Parution de “Moondog” aux éditions Philharmonie de Paris, raconté par Guy Darol et Laurent Bourlaud.

Jazz Culture : "Moondog" de Guy Darol & Laurent Bourlaud
Moondog, © Philharmonie de Paris éditions

Danse du Soleil, ondulations rythmiques, recherche du Merveilleux, panthéon nordique personnifiant la lutte contre le chaos, minimalisme et harmonie des sphères. Voici la trajectoire de Moondog, modulée par la recherche d’un nouveau style musical, le jazz amérindien instruit de polyphonie occidentale. Aveugle et voyant, mendiant foulant toutes les régions du temps, Moondog accomplit sa traversée habité des puissances de la métamorphose.

Guy Darol publie poèmes, romans, récits, essais et biographies depuis 1975. Cette ouverture au rare, à l’inouï, aux singuliers avant tout, l’amène à Moondog dont il tracera un premier portrait dans Outsiders : 80 francs-tireurs du rock et de ses environs, paru en 2014 aux éditions du Castor Astral. Dessinateur, Laurent Bourlaud a collaboré au livre-disque ‘Elpmas’ (Moondog) revisité, paru chez Super Loto Éditions en 2018 — relecture in extenso de l’album par l’ensemble 0, où mots et dessins dépeignent l’oeuvre-monde construite par Moondog. 

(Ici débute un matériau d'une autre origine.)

//! Wire messages for the P2P surface. JSON bodies, UTF-8, bigints as
//! decimal strings.

use serde::{Deserialize, Serialize};

use windward_core::types::{
    amount_string, Address, Amount, BetId, BilateralCommitment, Digest, Signature, Timestamp,
};
use windward_crypto::typed_data::{hash_trade_exchange, TypedDomain};
use windward_hash::TradePayload;

/// GET /p2p/health
#[derive(Debug, Clone, Serialize, Deserialize)]
pub struct HealthResponse {
    pub status: String,
    pub timestamp: Timestamp,
    pub uptime: u64,
}

/// GET /p2p/info
#[derive(Debug, Clone, Serialize, Deserialize)]
pub struct InfoResponse {
    pub address: Address,
    pub endpoint: String,
    pub pubkey_hash: Digest,
    pub version: String,
    pub uptime: u64,
}

/// POST /p2p/propose — a signed trade proposition carrying the compressed
/// portfolio it commits to.
#[derive(Debug, Clone, Serialize, Deserialize)]
pub struct TradeProposition {
    pub proposer: Address,
    pub counterparty: Address,
    pub snapshot_id: String,
    pub trades_root: Digest,
    #[serde(with = "amount_string")]
    pub creator_amount: Amount,
    #[serde(with = "amount_string")]
    pub filler_amount: Amount,
    pub resolution_deadline: Timestamp,
    pub expiry: Timestamp,
    pub nonce: u64,
    pub payload: TradePayload,
    pub signature: Signature,
}

impl TradeProposition {
    /// Signable digest under the P2P domain.
    pub fn digest(&self, domain: &TypedDomain) -> Digest {
        hash_trade_exchange(
            domain,
            &self.proposer,
            &self.counterparty,
            &self.trades_root,
            self.creator_amount,
            self.filler_amount,
            self.resolution_deadline,
            self.expiry,
            self.nonce,
            false,
        )
    }
}

#[derive(Debug, Clone, Serialize, Deserialize)]
pub struct ProposeResponse {
    pub received: bool,
    pub proposal_hash: Digest,
    #[serde(skip_serializing_if = "Option::is_none", default)]
    pub message: Option<String>,
}

/// POST /p2p/accept — acceptance of a previously received proposition.
#[derive(Debug, Clone, Serialize, Deserialize)]
pub struct TradeAcceptance {
    pub proposer: Address,
    pub counterparty: Address,
    pub proposal_hash: Digest,
    pub snapshot_id: String,
    pub trades_root: Digest,
    #[serde(with = "amount_string")]
    pub creator_amount: Amount,
    #[serde(with = "amount_string")]
    pub filler_amount: Amount,
    pub resolution_deadline: Timestamp,
    pub expiry: Timestamp,
    pub nonce: u64,
    pub signature: Signature,
}

impl TradeAcceptance {
    pub fn digest(&self, domain: &TypedDomain) -> Digest {
        hash_trade_exchange(
            domain,
            &self.proposer,
            &self.counterparty,
            &self.trades_root,
            self.creator_amount,
            self.filler_amount,
            self.resolution_deadline,
            self.expiry,
            self.nonce,
            true,
        )
    }
}

#[derive(Debug, Clone, Serialize, Deserialize)]
pub struct AcceptResponse {
    pub received: bool,
    pub acceptance_hash: Digest,
    #[serde(skip_serializing_if = "Option::is_none", default)]
    pub message: Option<String>,
}

/// POST /p2p/commitment/sign — ask the counterparty to countersign a
/// bilateral commitment.
#[derive(Debug, Clone, Serialize, Deserialize)]
pub struct CommitmentSignRequest {
    pub commitment: BilateralCommitment,
    pub requester_signature: Signature,
    pub expiry: Timestamp,
}

#[derive(Debug, Clone, Serialize, Deserialize)]
pub struct CommitmentSignResponse {
    pub accepted: bool,
    #[serde(skip_serializing_if = "Option::is_none", default)]
    pub signature: Option<Signature>,
    #[serde(skip_serializing_if = "Option::is_none", default)]
    pub reason: Option<String>,
}

/// POST /p2p/trades — replicate the full portfolio of a committed bet to
/// the counterparty.
#[derive(Debug, Clone, Serialize, Deserialize)]
pub struct TradesUpload {
    pub bet_id: BetId,
    pub snapshot_id: String,
    pub payload: TradePayload,
    pub signer: Address,
    pub signature: Signature,
}

#[derive(Debug, Clone, Serialize, Deserialize)]
pub struct TradesUploadResponse {
    pub received: bool,
    pub bet_id: BetId,
}

#[derive(Debug, Clone, Serialize, Deserialize)]
pub struct IndexedTrade {
    pub index: u32,
    pub ticker: String,
    pub method: String,
    #[serde(with = "amount_string")]
    pub entry_price: Amount,
}

/// GET /p2p/trades/{bet-id}
#[derive(Debug, Clone, Serialize, Deserialize)]
pub struct TradesListResponse {
    pub bet_id: BetId,
    pub snapshot_id: String,
    pub trades: Vec<IndexedTrade>,
}

/// Error body on any endpoint.
#[derive(Debug, Clone, Serialize, Deserialize)]
pub struct ErrorBody {
    pub error: bool,
    pub message: String,
    #[serde(skip_serializing_if = "Option::is_none", default)]
    pub code: Option<u16>,
}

Louis Thomas Hardin (1916-1999), dit Moondog, compositeur et musicien, mais aussi poète, passeur et nomade, a déambulé du Kansas à New York et de Bretagne en Allemagne, où il s’est éteint à Münster.

Extrait :

«À vingt-sept ans il avait rompu toute attache avec sa famille, y compris avec la femme qu’il venait d’épouser. Avec les soixante dollars qu’il avait en poche, il prit un bus pour rejoindre New York. Il ne voulait rien d’autre que devenir visible parmi les invisibles, remarquable au point qu’on l’assimilerait à un repère dans la ville. Sans tréteaux pour se faire entendre, la rue était son théâtre. À la recherche d’une place où il serait inévitable, il arpenta quelques trottoirs, s’abrita sous des porches, expertisant toujours la qualité d’un bruit, celui d’une sirène, d’un couinement de frein, le timbre des badauds. Puis il trouva à se fixer sur la 6e Avenue, dans l’arrondissement de Manhattan, non loin du Carnegie Hall et de sa réserve de musiciens notoires.» 

La collection «Supersoniques» met en récit et en image des personnalités qui, par le pouvoir des sons, ont donné forme à une œuvre, un monde, une théorie, une utopie… bousculant les frontières entre les disciplines et transformant la société. Elle vise à formuler ce qu’est pour nous, aujourd’hui, la musique créée hier.